» **WHAT YOU NEED TO DO**:
Print the entries below in their entirety, exactly as they are written.

(Collected data entries)
# # # # #
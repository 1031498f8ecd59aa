#![warn(missing_docs)] // <= 合适时移除它.
// #![warn(clippy::missing_docs_in_private_items)]  // <= too strict.

//! 核心库. 提供胸部 X 光片 (CXR) 的强度归一化与几何标准化.
//!
//! 该 crate 只提供 `safe` 接口. 肺部分割模型不属于本 crate,
//! 由调用者通过 [`LungSegmenter`] 注入.
//!
//! # 注意
//!
//! 1. 输入图像为 `(height, width)` 的单通道二维数组, 不含通道维度.
//! 2. 数据相关的失败 (形状不符, 能量带退化等) 一律以 [`NormError`] 返回, 不会 panic.
//!   "分割未找到肺部" 不是错误, 而是 [`Standardized::NoLungsFound`].
//!
//! # 开发计划
//!
//! ### 能量带分解 ✅
//!
//! 以一组递增的 sigma 做循环边界高斯平滑, 相邻平滑结果之差即为能量带.
//! 全部能量带之和严格等于原图.
//!
//! 参考论文: Philipsen et al., "Localized Energy-Based Normalization of
//! Medical Images: Application to Chest Radiography", IEEE TMI 2015.
//!
//! 实现位于 `cxr-berry/src/bands`.
//!
//! ### 两阶段强度归一化 ✅
//!
//! 1. 中心 70% 区域统计, 得到可读图像; ✅
//! 2. 外部肺部分割; ✅
//! 3. 肺部掩膜区域统计, 得到最终归一化图像. ✅
//!
//! 实现位于 `cxr-berry/src/norm`.
//!
//! ### 几何标准化与尺寸变化记录 ✅
//!
//! 去黑边, 保持宽高比缩放, 肺部裁剪, 填充为正方形. 每一步都产生一条
//! [`SizeChange`] 记录, 可以在配准的其它图像 (如掩膜) 上按顺序重放.
//!
//! 实现位于 `cxr-berry/src/geometry`.
//!
//! ### 小功能 ✅
//!
//! 1. 尺寸变化记录的持久化 (`serde` feature, bincode). ✅
//! 2. 可替换的参考系数和 sigma 序列 ([`NormalizerConfig`]). ✅
//!
//! ### 完善代码文档 ✅
//!
//! 给每个 public API 提供文档, 并视情况给 private
//! API 提供文档.

/// 二维索引 `(h, w)`, 同时也可一定程度上用作非负整数向量.
pub type Idx2d = (usize, usize);

/// 像素间距与强度窗口.
mod data;

pub use data::{IntensityWindow, Spacing};

mod error;

pub use error::{NormError, NormResult};

pub mod consts;

pub mod bands;

pub mod geometry;

pub mod norm;

pub use norm::{CentralNorm, Normalized, Normalizer, NormalizerConfig, StandardizerConfig};

pub mod segment;

pub use segment::LungSegmenter;

mod standardize;

pub use standardize::{standardize, Standardized, Standardizer};

pub mod prelude;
# # # # #
» **EXERCISE RESULT**:
repository 1031498f8ecd59aa
#![warn(missing_docs)] // <= 合适时移除它.
// #![warn(clippy::missing_docs_in_private_items)]  // <= too strict.

//! 核心库. 提供胸部 X 光片 (CXR) 的强度归一化与几何标准化.
//!
//! 该 crate 只提供 `safe` 接口. 肺部分割模型不属于本 crate,
//! 由调用者通过 [`LungSegmenter`] 注入.
//!
//! # 注意
//!
//! 1. 输入图像为 `(height, width)` 的单通道二维数组, 不含通道维度.
//! 2. 数据相关的失败 (形状不符, 能量带退化等) 一律以 [`NormError`] 返回, 不会 panic.
//!   "分割未找到肺部" 不是错误, 而是 [`Standardized::NoLungsFound`].
//!
//! # 开发计划
//!
//! ### 能量带分解 ✅
//!
//! 以一组递增的 sigma 做循环边界高斯平滑, 相邻平滑结果之差即为能量带.
//! 全部能量带之和严格等于原图.
//!
//! 参考论文: Philipsen et al., "Localized Energy-Based Normalization of
//! Medical Images: Application to Chest Radiography", IEEE TMI 2015.
//!
//! 实现位于 `cxr-berry/src/bands`.
//!
//! ### 两阶段强度归一化 ✅
//!
//! 1. 中心 70% 区域统计, 得到可读图像; ✅
//! 2. 外部肺部分割; ✅
//! 3. 肺部掩膜区域统计, 得到最终归一化图像. ✅
//!
//! 实现位于 `cxr-berry/src/norm`.
//!
//! ### 几何标准化与尺寸变化记录 ✅
//!
//! 去黑边, 保持宽高比缩放, 肺部裁剪, 填充为正方形. 每一步都产生一条
//! [`SizeChange`] 记录, 可以在配准的其它图像 (如掩膜) 上按顺序重放.
//!
//! 实现位于 `cxr-berry/src/geometry`.
//!
//! ### 小功能 ✅
//!
//! 1. 尺寸变化记录的持久化 (`serde` feature, bincode). ✅
//! 2. 可替换的参考系数和 sigma 序列 ([`NormalizerConfig`]). ✅
//!
//! ### 完善代码文档 ✅
//!
//! 给每个 public API 提供文档, 并视情况给 private
//! API 提供文档.

/// 二维索引 `(h, w)`, 同时也可一定程度上用作非负整数向量.
pub type Idx2d = (usize, usize);

/// 像素间距与强度窗口.
mod data;

pub use data::{IntensityWindow, Spacing};

mod error;

pub use error::{NormError, NormResult};

pub mod consts;

pub mod bands;

pub mod geometry;

pub mod norm;

pub use norm::{CentralNorm, Normalized, Normalizer, NormalizerConfig, StandardizerConfig};

pub mod segment;

pub use segment::LungSegmenter;

mod standardize;

pub use standardize::{standardize, Standardized, Standardizer};

pub mod prelude;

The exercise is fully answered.